- [pdf] [supp]
Self-Supervised Multi-Task Pretraining Improves Image Aesthetic Assessment
Neural networks for Image Aesthetic Assessment are usually initialized with weights of pretrained ImageNet models and then trained using a labeled image aesthetics dataset. We argue that the ImageNet classification task is not well-suited for pretraining, since content based classification is designed to make the model invariant to features that strongly influence the image's aesthetics, e.g. style-based features such as brightness or contrast. We propose to use self-supervised aesthetic-aware pretext tasks that let the network learn aesthetically relevant features, based on the observation that distorting aesthetic images with image filters usually reduces their appeal.
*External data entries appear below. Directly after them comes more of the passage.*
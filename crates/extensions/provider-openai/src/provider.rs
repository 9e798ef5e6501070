//! OpenAI provider implementation.

use std::time::Duration;

use async_trait::async_trait;
use tracing::debug;

use voxform_protocols::error::ProviderError;
use voxform_protocols::provider::{ChatProvider, ChatRequest};

use crate::api::{ApiMessage, ApiRequest, ApiResponse, ResponseFormat};

pub const DEFAULT_API_URL: &str = "https://api.openai.com/v1/chat/completions";

/// OpenAI chat completion provider.
pub struct OpenAIProvider {
    api_key: String,
    api_url: String,
    client: reqwest::Client,
}

impl OpenAIProvider {
    pub fn new(api_key: String) -> Self {
        Self::with_url(api_key, DEFAULT_API_URL.to_string())
    }

    /// Create provider with custom API URL (for OpenAI-compatible APIs).
    pub fn with_url(api_key: String, api_url: String) -> Self {
        Self {
            api_key,
            api_url,
            client: reqwest::Client::new(),
        }
    }

    /// Bound every request by `timeout`.
    pub fn with_timeout(mut self, timeout: Duration) -> Result<Self, ProviderError> {
        self.client = reqwest::Client::builder()
            .timeout(timeout)
            .build()
            .map_err(|e| ProviderError::Network(e.to_string()))?;
        Ok(self)
    }

    pub fn api_url(&self) -> &str {
        &self.api_url
    }

    fn build_request(&self, request: &ChatRequest) -> ApiRequest {
        ApiRequest {
            model: request.model.clone(),
            messages: vec![
                ApiMessage::system(request.system.clone()),
                ApiMessage::user(request.user.clone()),
            ],
            max_tokens: Some(request.max_tokens),
            temperature: Some(request.temperature),
            response_format: Some(ResponseFormat::json_object()),
        }
    }

    async fn send_request(&self, api_request: &ApiRequest) -> Result<reqwest::Response, ProviderError> {
        let response = self
            .client
            .post(&self.api_url)
            .header("Authorization", format!("Bearer {}", self.api_key))
            .header("Content-Type", "application/json")
            .json(api_request)
            .send()
            .await
            .map_err(|e| ProviderError::Network(e.to_string()))?;

        if !response.status().is_success() {
            let status = response.status().as_u16();
            let text = response.text().await.unwrap_or_default();
            return Err(ProviderError::ApiError { status, message: text });
        }

        Ok(response)
    }
}

#[async_trait]
impl ChatProvider for OpenAIProvider {
    fn id(&self) -> &str {
        "openai"
    }

    async fn complete_json(&self, request: ChatRequest) -> Result<String, ProviderError> {
        let api_request = self.build_request(&request);
        let response = self.send_request(&api_request).await?;
        let api_response: ApiResponse = response
            .json()
            .await
            .map_err(|e| ProviderError::InvalidResponse(e.to_string()))?;

        let choice = api_response
            .choices
            .into_iter()
            .next()
            .ok_or(ProviderError::EmptyCompletion)?;
        debug!(
            model = api_response.model.as_deref().unwrap_or(request.model.as_str()),
            finish_reason = choice.finish_reason.as_deref().unwrap_or("unknown"),
            "Completion received"
        );
        choice.message.content.ok_or(ProviderError::EmptyCompletion)
    }
}

#[cfg(test)]
#[path = "provider_tests.rs"]
mod tests;
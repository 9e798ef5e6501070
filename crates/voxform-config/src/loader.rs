//! Configuration loader.

use std::fs;
use std::path::Path;

use crate::error::ConfigError;
use crate::schema::Config;

/// Configuration loader with environment variable substitution.
pub struct ConfigLoader;

impl ConfigLoader {
    /// Load configuration from a TOML file.
    pub fn load(path: &Path) -> Result<Config, ConfigError> {
        if !path.exists() {
            return Err(ConfigError::NotFound(path.display().to_string()));
        }
        let content = fs::read_to_string(path)?;
        Self::load_str(&content)
    }

    /// Load configuration from a file, or use defaults when it does not exist.
    pub fn load_or_default(path: &Path) -> Result<Config, ConfigError> {
        match Self::load(path) {
            Err(ConfigError::NotFound(_)) => Ok(Config::default()),
            other => other,
        }
    }

    /// Load configuration from a string.
    pub fn load_str(content: &str) -> Result<Config, ConfigError> {
        let expanded = Self::expand_env_vars(content)?;
        let config: Config = toml::from_str(&expanded)?;
        Ok(config)
    }

    /// Expand environment variables in the format `${VAR}`.
    fn expand_env_vars(content: &str) -> Result<String, ConfigError> {
        let mut result = content.to_string();
        let re = regex::Regex::new(r"\$\{([^}]+)\}").map_err(|e| ConfigError::InvalidValue {
            field: "env pattern".to_string(),
            message: e.to_string(),
        })?;

        for cap in re.captures_iter(content) {
            let var_name = &cap[1];
            let var_value = std::env::var(var_name).map_err(|_| {
                ConfigError::EnvVarNotSet(var_name.to_string())
            })?;
            result = result.replace(&cap[0], &var_value);
        }

        Ok(result)
    }

    /// Apply `PORT` and `OPENAI_API_KEY` from the process environment.
    pub fn apply_env_overrides(config: &mut Config) -> Result<(), ConfigError> {
        Self::apply_overrides_from(config, |name| std::env::var(name).ok())
    }

    /// Apply overrides using an arbitrary variable lookup.
    pub fn apply_overrides_from<F>(config: &mut Config, lookup: F) -> Result<(), ConfigError>
    where
        F: Fn(&str) -> Option<String>,
    {
        if let Some(port) = lookup("PORT") {
            config.server.port = port.trim().parse().map_err(|_| ConfigError::InvalidValue {
                field: "PORT".to_string(),
                message: format!("'{}' is not a valid port", port),
            })?;
        }

        if config.provider.api_key.is_none() {
            config.provider.api_key = lookup("OPENAI_API_KEY").filter(|key| !key.trim().is_empty());
        }

        Ok(())
    }

    /// Expand shell-style paths (e.g., `~/.voxform`).
    pub fn expand_path(path: &str) -> String {
        shellexpand::tilde(path).to_string()
    }
}

#[cfg(test)]
#[path = "loader_tests.rs"]
mod tests;
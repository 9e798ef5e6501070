//! Minimal inline `style` attribute editing.

use std::fmt;

/// Ordered list of `property: value` declarations.
#[derive(Debug, Clone, Default, PartialEq, Eq)]
pub struct InlineStyle {
    declarations: Vec<(String, String)>,
}

impl InlineStyle {
    pub fn parse(source: &str) -> Self {
        let declarations = source
            .split(';')
            .filter_map(|declaration| {
                let (property, value) = declaration.split_once(':')?;
                let property = property.trim().to_ascii_lowercase();
                let value = value.trim();
                if property.is_empty() || value.is_empty() {
                    return None;
                }
                Some((property, value.to_string()))
            })
            .collect();
        Self { declarations }
    }

    pub fn get(&self, property: &str) -> Option<&str> {
        self.declarations
            .iter()
            .find(|(name, _)| name.eq_ignore_ascii_case(property))
            .map(|(_, value)| value.as_str())
    }

    /// Set a property; an empty value removes it, like `el.style.x = ''`.
    pub fn set(&mut self, property: &str, value: &str) {
        if value.trim().is_empty() {
            self.remove(property);
            return;
        }
        match self
            .declarations
            .iter_mut()
            .find(|(name, _)| name.eq_ignore_ascii_case(property))
        {
            Some((_, existing)) => *existing = value.trim().to_string(),
            None => self
                .declarations
                .push((property.to_ascii_lowercase(), value.trim().to_string())),
        }
    }

    pub fn remove(&mut self, property: &str) -> bool {
        let before = self.declarations.len();
        self.declarations
            .retain(|(name, _)| !name.eq_ignore_ascii_case(property));
        self.declarations.len() != before
    }

    pub fn is_empty(&self) -> bool {
        self.declarations.is_empty()
    }
}

impl fmt::Display for InlineStyle {
    fn fmt(&self, f: &mut fmt::Formatter<'_>) -> fmt::Result {
        for (index, (property, value)) in self.declarations.iter().enumerate() {
            if index > 0 {
                f.write_str(" ")?;
            }
            write!(f, "{}: {};", property, value)?;
        }
        Ok(())
    }
}
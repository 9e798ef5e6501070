use async_trait::async_trait;
use reqwest::Client;
use tracing::debug;
use voxform_protocols::{FillInstruction, InterpretError, InterpretRequest, TranscriptInterpreter};

/// Interpreter backed by a voice agent endpoint over HTTP.
///
/// The response body is parsed as a [`FillInstruction`] whatever the status
/// code; a rejected request still carries a zero-confidence instruction.
#[derive(Debug, Clone)]
pub struct RemoteInterpreter {
    client: Client,
    endpoint: String,
}

impl RemoteInterpreter {
    pub fn new(endpoint: impl Into<String>) -> Self {
        Self::with_client(Client::new(), endpoint)
    }

    pub fn with_client(client: Client, endpoint: impl Into<String>) -> Self {
        Self {
            client,
            endpoint: endpoint.into(),
        }
    }

    pub fn endpoint(&self) -> &str {
        &self.endpoint
    }
}

#[async_trait]
impl TranscriptInterpreter for RemoteInterpreter {
    async fn interpret(&self, request: InterpretRequest) -> Result<FillInstruction, InterpretError> {
        let response = self
            .client
            .post(&self.endpoint)
            .json(&request)
            .send()
            .await
            .map_err(|e| InterpretError::Transport(e.to_string()))?;

        let status = response.status();
        let body = response
            .text()
            .await
            .map_err(|e| InterpretError::Transport(e.to_string()))?;
        debug!(status = %status, "Voice agent responded");

        serde_json::from_str(&body).map_err(|e| InterpretError::Malformed(e.to_string()))
    }
}
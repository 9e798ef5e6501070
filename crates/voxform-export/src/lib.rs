//! # Voxform Export
//!
//! Turns a filled [`FormSession`](voxform_core::FormSession) into a
//! downloadable artifact. Every exporter works on a deep copy of the
//! session document; the live form is never touched.

pub mod error;
pub mod html;
pub mod naming;
pub mod print;
pub mod xlsx;

mod page;

use std::fmt;
use std::str::FromStr;

use serde::{Deserialize, Serialize};
use tracing::info;
use voxform_core::FormSession;

pub use error::ExportError;
pub use html::export_html;
pub use naming::export_file_name;
pub use print::export_print;
pub use xlsx::export_xlsx;

#[derive(Debug, Clone, Copy, PartialEq, Eq, Hash, Serialize, Deserialize)]
#[serde(rename_all = "lowercase")]
pub enum ExportFormat {
    Html,
    Xlsx,
    Print,
}

impl ExportFormat {
    pub fn extension(self) -> &'static str {
        match self {
            Self::Html | Self::Print => "html",
            Self::Xlsx => "xlsx",
        }
    }

    pub fn content_type(self) -> &'static str {
        match self {
            Self::Html | Self::Print => "text/html; charset=utf-8",
            Self::Xlsx => "application/vnd.openxmlformats-officedocument.spreadsheetml.sheet",
        }
    }

    /// Whether the artifact is meant to be opened in place rather than saved.
    pub fn is_inline(self) -> bool {
        matches!(self, Self::Print)
    }
}

impl fmt::Display for ExportFormat {
    fn fmt(&self, f: &mut fmt::Formatter<'_>) -> fmt::Result {
        let name = match self {
            Self::Html => "html",
            Self::Xlsx => "xlsx",
            Self::Print => "print",
        };
        f.write_str(name)
    }
}

impl FromStr for ExportFormat {
    type Err = ExportError;

    fn from_str(s: &str) -> Result<Self, Self::Err> {
        match s.trim().to_ascii_lowercase().as_str() {
            "html" => Ok(Self::Html),
            "xlsx" => Ok(Self::Xlsx),
            "print" | "pdf" => Ok(Self::Print),
            other => Err(ExportError::UnknownFormat(other.to_string())),
        }
    }
}

/// A rendered export.
#[derive(Debug, Clone)]
pub struct Artifact {
    pub format: ExportFormat,
    pub file_name: String,
    pub bytes: Vec<u8>,
}

impl Artifact {
    pub fn content_type(&self) -> &'static str {
        self.format.content_type()
    }

    /// `Content-Disposition` header value for this artifact.
    pub fn content_disposition(&self) -> String {
        let disposition = if self.format.is_inline() {
            "inline"
        } else {
            "attachment"
        };
        let escaped = self.file_name.replace('\\', "\\\\").replace('"', "\\\"");
        format!("{}; filename=\"{}\"", disposition, escaped)
    }
}

/// Render the session in the requested format.
pub fn export(session: &FormSession, format: ExportFormat) -> Result<Artifact, ExportError> {
    let bytes = match format {
        ExportFormat::Html => export_html(session)?.into_bytes(),
        ExportFormat::Xlsx => export_xlsx(session)?,
        ExportFormat::Print => export_print(session)?.into_bytes(),
    };
    let file_name = export_file_name(session.file_name(), format.extension());
    info!(format = %format, file = %file_name, bytes = bytes.len(), "Form exported");
    Ok(Artifact {
        format,
        file_name,
        bytes,
    })
}

#[cfg(test)]
#[path = "lib_tests.rs"]
mod tests;
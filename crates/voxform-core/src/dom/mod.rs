//! In-memory document tree.
//!
//! Markup is parsed with html5ever and copied into an arena of [`Node`]s
//! addressed by [`NodeId`]. The arena owns plain data only, so a
//! [`Document`] is `Send`, cheap to deep-clone for exports, and can be
//! mutated in place by the transformer and the image handler. Detached nodes
//! stay in the arena until the document is dropped.

mod parse;
mod serialize;
mod style;

use html5ever::{LocalName, Namespace, QualName};

pub use style::InlineStyle;

const HTML_NAMESPACE: &str = "http://www.w3.org/1999/xhtml";

/// Index of a node inside its [`Document`].
#[derive(Debug, Clone, Copy, PartialEq, Eq, Hash, PartialOrd, Ord)]
pub struct NodeId(usize);

impl NodeId {
    pub fn index(self) -> usize {
        self.0
    }
}

/// Element attribute.
#[derive(Debug, Clone, PartialEq)]
pub struct Attr {
    pub name: QualName,
    pub value: String,
}

impl Attr {
    pub fn new(name: &str, value: impl Into<String>) -> Self {
        Self {
            name: QualName::new(None, Namespace::from(""), LocalName::from(name)),
            value: value.into(),
        }
    }

    pub fn local_name(&self) -> &str {
        &self.name.local
    }
}

/// Element name and attributes.
#[derive(Debug, Clone)]
pub struct ElementData {
    pub name: QualName,
    pub attrs: Vec<Attr>,
}

impl ElementData {
    pub fn tag(&self) -> &str {
        &self.name.local
    }
}

/// Node payload.
#[derive(Debug, Clone)]
pub enum NodeData {
    Document,
    Doctype { name: String },
    Text(String),
    Comment(String),
    Element(ElementData),
    ProcessingInstruction { target: String, data: String },
}

/// A node in the arena.
#[derive(Debug, Clone)]
pub struct Node {
    parent: Option<NodeId>,
    children: Vec<NodeId>,
    pub data: NodeData,
}

impl Node {
    pub fn parent(&self) -> Option<NodeId> {
        self.parent
    }

    pub fn children(&self) -> &[NodeId] {
        &self.children
    }

    pub fn as_element(&self) -> Option<&ElementData> {
        match &self.data {
            NodeData::Element(element) => Some(element),
            _ => None,
        }
    }
}

/// Parsed form markup.
#[derive(Debug, Clone)]
pub struct Document {
    nodes: Vec<Node>,
}

impl Default for Document {
    fn default() -> Self {
        Self::new()
    }
}

impl Document {
    /// Create an empty document holding only the root node.
    pub fn new() -> Self {
        Self {
            nodes: vec![Node {
                parent: None,
                children: Vec::new(),
                data: NodeData::Document,
            }],
        }
    }

    /// Parse HTML or XHTML markup. Parsing never fails; malformed markup is
    /// repaired the way browsers do.
    pub fn parse(html: &str) -> Self {
        parse::parse_html(html)
    }

    pub fn root(&self) -> NodeId {
        NodeId(0)
    }

    pub fn node(&self, id: NodeId) -> &Node {
        &self.nodes[id.0]
    }

    fn node_mut(&mut self, id: NodeId) -> &mut Node {
        &mut self.nodes[id.0]
    }

    pub fn contains(&self, id: NodeId) -> bool {
        id.0 < self.nodes.len()
    }

    pub fn parent(&self, id: NodeId) -> Option<NodeId> {
        self.node(id).parent
    }

    pub fn children(&self, id: NodeId) -> &[NodeId] {
        &self.node(id).children
    }

    pub fn element(&self, id: NodeId) -> Option<&ElementData> {
        self.node(id).as_element()
    }

    fn element_mut(&mut self, id: NodeId) -> Option<&mut ElementData> {
        match &mut self.node_mut(id).data {
            NodeData::Element(element) => Some(element),
            _ => None,
        }
    }

    /// Lowercase local name of an element node.
    pub fn tag_name(&self, id: NodeId) -> Option<&str> {
        self.element(id).map(ElementData::tag)
    }

    pub fn is_tag(&self, id: NodeId, tag: &str) -> bool {
        self.tag_name(id) == Some(tag)
    }

    // ------------------------------------------------------------------
    // Traversal
    // ------------------------------------------------------------------

    /// Descendants of `id` in document order, excluding `id` itself.
    pub fn descendants(&self, id: NodeId) -> Descendants<'_> {
        let mut stack: Vec<NodeId> = self.children(id).to_vec();
        stack.reverse();
        Descendants { doc: self, stack }
    }

    /// Ancestors of `id`, nearest first.
    pub fn ancestors(&self, id: NodeId) -> impl Iterator<Item = NodeId> + '_ {
        std::iter::successors(self.parent(id), move |current| self.parent(*current))
    }

    /// Whether `id` is still reachable from the root.
    pub fn is_attached(&self, id: NodeId) -> bool {
        id == self.root() || self.ancestors(id).any(|ancestor| ancestor == self.root())
    }

    /// All elements with the given tag attached under the root, in document order.
    pub fn elements_by_tag(&self, tag: &str) -> Vec<NodeId> {
        self.descendants(self.root())
            .filter(|id| self.is_tag(*id, tag))
            .collect()
    }

    /// Elements under `id` carrying the given class.
    pub fn elements_with_class(&self, id: NodeId, class: &str) -> Vec<NodeId> {
        self.descendants(id)
            .filter(|node| self.has_class(*node, class))
            .collect()
    }

    /// Whether any descendant of `id` is one of `tags`.
    pub fn has_descendant_tag(&self, id: NodeId, tags: &[&str]) -> bool {
        self.descendants(id)
            .any(|node| self.tag_name(node).is_some_and(|tag| tags.contains(&tag)))
    }

    /// First element with the given tag anywhere in the document.
    pub fn first_by_tag(&self, tag: &str) -> Option<NodeId> {
        self.descendants(self.root()).find(|id| self.is_tag(*id, tag))
    }

    pub fn body(&self) -> Option<NodeId> {
        self.first_by_tag("body")
    }

    pub fn head(&self) -> Option<NodeId> {
        self.first_by_tag("head")
    }

    /// Concatenated text of every descendant text node (DOM `textContent`).
    pub fn text_content(&self, id: NodeId) -> String {
        if let NodeData::Text(text) = &self.node(id).data {
            return text.clone();
        }
        self.descendants(id)
            .filter_map(|node| match &self.node(node).data {
                NodeData::Text(text) => Some(text.as_str()),
                _ => None,
            })
            .collect()
    }

    // ------------------------------------------------------------------
    // Attributes
    // ------------------------------------------------------------------

    pub fn attr(&self, id: NodeId, name: &str) -> Option<&str> {
        self.element(id)?
            .attrs
            .iter()
            .find(|attr| attr.local_name() == name)
            .map(|attr| attr.value.as_str())
    }

    pub fn has_attr(&self, id: NodeId, name: &str) -> bool {
        self.attr(id, name).is_some()
    }

    /// Set an attribute, replacing an existing value. No-op on non-elements.
    pub fn set_attr(&mut self, id: NodeId, name: &str, value: impl Into<String>) {
        let Some(element) = self.element_mut(id) else {
            return;
        };
        let value = value.into();
        match element.attrs.iter_mut().find(|attr| attr.local_name() == name) {
            Some(attr) => attr.value = value,
            None => element.attrs.push(Attr::new(name, value)),
        }
    }

    pub fn remove_attr(&mut self, id: NodeId, name: &str) -> Option<String> {
        let element = self.element_mut(id)?;
        let position = element.attrs.iter().position(|attr| attr.local_name() == name)?;
        Some(element.attrs.remove(position).value)
    }

    pub fn has_class(&self, id: NodeId, class: &str) -> bool {
        self.attr(id, "class")
            .is_some_and(|classes| classes.split_whitespace().any(|c| c == class))
    }

    pub fn add_class(&mut self, id: NodeId, class: &str) {
        if self.has_class(id, class) {
            return;
        }
        let classes = match self.attr(id, "class").map(str::trim) {
            Some(existing) if !existing.is_empty() => format!("{} {}", existing, class),
            _ => class.to_string(),
        };
        self.set_attr(id, "class", classes);
    }

    pub fn remove_class(&mut self, id: NodeId, class: &str) {
        let Some(existing) = self.attr(id, "class") else {
            return;
        };
        let remaining: Vec<&str> = existing.split_whitespace().filter(|c| *c != class).collect();
        if remaining.is_empty() {
            self.remove_attr(id, "class");
        } else {
            let joined = remaining.join(" ");
            self.set_attr(id, "class", joined);
        }
    }

    // ------------------------------------------------------------------
    // Inline style
    // ------------------------------------------------------------------

    pub fn style(&self, id: NodeId) -> InlineStyle {
        InlineStyle::parse(self.attr(id, "style").unwrap_or_default())
    }

    pub fn style_property(&self, id: NodeId, property: &str) -> Option<String> {
        self.style(id).get(property).map(str::to_string)
    }

    /// Edit the inline style; the attribute is removed when it ends up empty.
    pub fn update_style(&mut self, id: NodeId, edit: impl FnOnce(&mut InlineStyle)) {
        if self.element(id).is_none() {
            return;
        }
        let mut style = self.style(id);
        edit(&mut style);
        if style.is_empty() {
            self.remove_attr(id, "style");
        } else {
            self.set_attr(id, "style", style.to_string());
        }
    }

    pub fn set_style_property(&mut self, id: NodeId, property: &str, value: &str) {
        self.update_style(id, |style| style.set(property, value));
    }

    /// Set a property only when the element does not style it already.
    pub fn set_style_default(&mut self, id: NodeId, property: &str, value: &str) {
        self.update_style(id, |style| {
            if style.get(property).is_none() {
                style.set(property, value);
            }
        });
    }

    // ------------------------------------------------------------------
    // Mutation
    // ------------------------------------------------------------------

    fn push_node(&mut self, data: NodeData) -> NodeId {
        let id = NodeId(self.nodes.len());
        self.nodes.push(Node {
            parent: None,
            children: Vec::new(),
            data,
        });
        id
    }

    /// Create a detached HTML element.
    pub fn create_element(&mut self, tag: &str, attrs: &[(&str, &str)]) -> NodeId {
        let name = QualName::new(None, Namespace::from(HTML_NAMESPACE), LocalName::from(tag));
        let attrs = attrs.iter().map(|(name, value)| Attr::new(name, *value)).collect();
        self.push_node(NodeData::Element(ElementData { name, attrs }))
    }

    pub fn create_text(&mut self, text: impl Into<String>) -> NodeId {
        self.push_node(NodeData::Text(text.into()))
    }

    /// Append a node, detaching it from its previous parent first.
    pub fn append_child(&mut self, parent: NodeId, child: NodeId) {
        self.detach(child);
        self.node_mut(child).parent = Some(parent);
        self.node_mut(parent).children.push(child);
    }

    pub fn detach(&mut self, id: NodeId) {
        if let Some(parent) = self.node_mut(id).parent.take() {
            self.node_mut(parent).children.retain(|child| *child != id);
        }
    }

    pub fn clear_children(&mut self, id: NodeId) {
        let children = std::mem::take(&mut self.node_mut(id).children);
        for child in children {
            self.node_mut(child).parent = None;
        }
    }

    /// Deep-copy a subtree of another document. The copy starts detached.
    pub fn import(&mut self, source: &Document, id: NodeId) -> NodeId {
        let copy = self.push_node(source.node(id).data.clone());
        let mut stack = vec![(id, copy)];
        while let Some((from, to)) = stack.pop() {
            for child in source.children(from) {
                let child_copy = self.push_node(source.node(*child).data.clone());
                self.append_child(to, child_copy);
                stack.push((*child, child_copy));
            }
        }
        copy
    }

    /// Replace all content with a single text node (DOM `textContent = ...`).
    pub fn set_text_content(&mut self, id: NodeId, text: &str) {
        self.clear_children(id);
        if !text.is_empty() {
            let node = self.create_text(text);
            self.append_child(id, node);
        }
    }
}

/// Pre-order iterator over descendants.
pub struct Descendants<'a> {
    doc: &'a Document,
    stack: Vec<NodeId>,
}

impl Iterator for Descendants<'_> {
    type Item = NodeId;

    fn next(&mut self) -> Option<NodeId> {
        let id = self.stack.pop()?;
        self.stack.extend(self.doc.children(id).iter().rev());
        Some(id)
    }
}

#[cfg(test)]
#[path = "dom_tests.rs"]
mod tests;
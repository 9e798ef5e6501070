//! API error types.

use axum::{
    Json,
    http::StatusCode,
    response::{IntoResponse, Response},
};
use serde_json::json;
use thiserror::Error;
use voxform_core::FormError;
use voxform_export::ExportError;
use voxform_protocols::FillInstruction;

use crate::agent::AgentReply;

/// Errors surfaced by HTTP handlers.
#[derive(Debug, Error)]
pub enum ApiError {
    #[error("No form loaded")]
    NoSession,

    #[error("Missing transcript")]
    MissingTranscript,

    #[error("Region not found: {0}")]
    RegionNotFound(String),

    #[error("Region is frozen: {0}")]
    RegionFrozen(String),

    #[error("No region is listening for a transcript")]
    NotListening,

    #[error("Bad request: {0}")]
    BadRequest(String),

    #[error("Export failed: {0}")]
    Export(#[from] ExportError),

    #[error("{0}")]
    Internal(String),
}

impl ApiError {
    pub fn status(&self) -> StatusCode {
        match self {
            Self::NoSession | Self::RegionNotFound(_) => StatusCode::NOT_FOUND,
            Self::RegionFrozen(_) | Self::NotListening => StatusCode::CONFLICT,
            Self::MissingTranscript | Self::BadRequest(_) => StatusCode::BAD_REQUEST,
            Self::Export(ExportError::UnknownFormat(_)) => StatusCode::BAD_REQUEST,
            Self::Export(_) | Self::Internal(_) => StatusCode::INTERNAL_SERVER_ERROR,
        }
    }
}

impl From<FormError> for ApiError {
    fn from(err: FormError) -> Self {
        match err {
            FormError::RegionNotFound(id) => Self::RegionNotFound(id),
            FormError::RegionFrozen(id) => Self::RegionFrozen(id),
            FormError::NotATextRegion(id) => Self::BadRequest(format!("Region does not hold text: {}", id)),
            other => Self::Internal(other.to_string()),
        }
    }
}

impl IntoResponse for ApiError {
    fn into_response(self) -> Response {
        let status = self.status();
        if let Self::MissingTranscript = self {
            // Callers parse this body as a (zero-confidence) fill instruction.
            let reply = AgentReply::rejected(FillInstruction::missing_transcript(), self.to_string());
            return (status, Json(reply)).into_response();
        }
        (status, Json(json!({ "error": self.to_string() }))).into_response()
    }
}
To ensure that images are not accidentally improved when filters are applied, we introduce a large dataset comprised of highly aesthetic images as the starting point for the distortions. The network is then trained to rank less distorted images higher than their more distorted counterparts. To exploit effects of multiple different objectives, we also embed this task into a multi-task setting by adding either a self-supervised classification or regression task. In our experiments, we show that our pretraining improves performance over the ImageNet initialization and reduces the number of epochs until convergence by up to 47%. Additionally, we can match the performance of an ImageNet-initialized model while reducing the labeled training data by 20%. We make our code, data, and pretrained models available.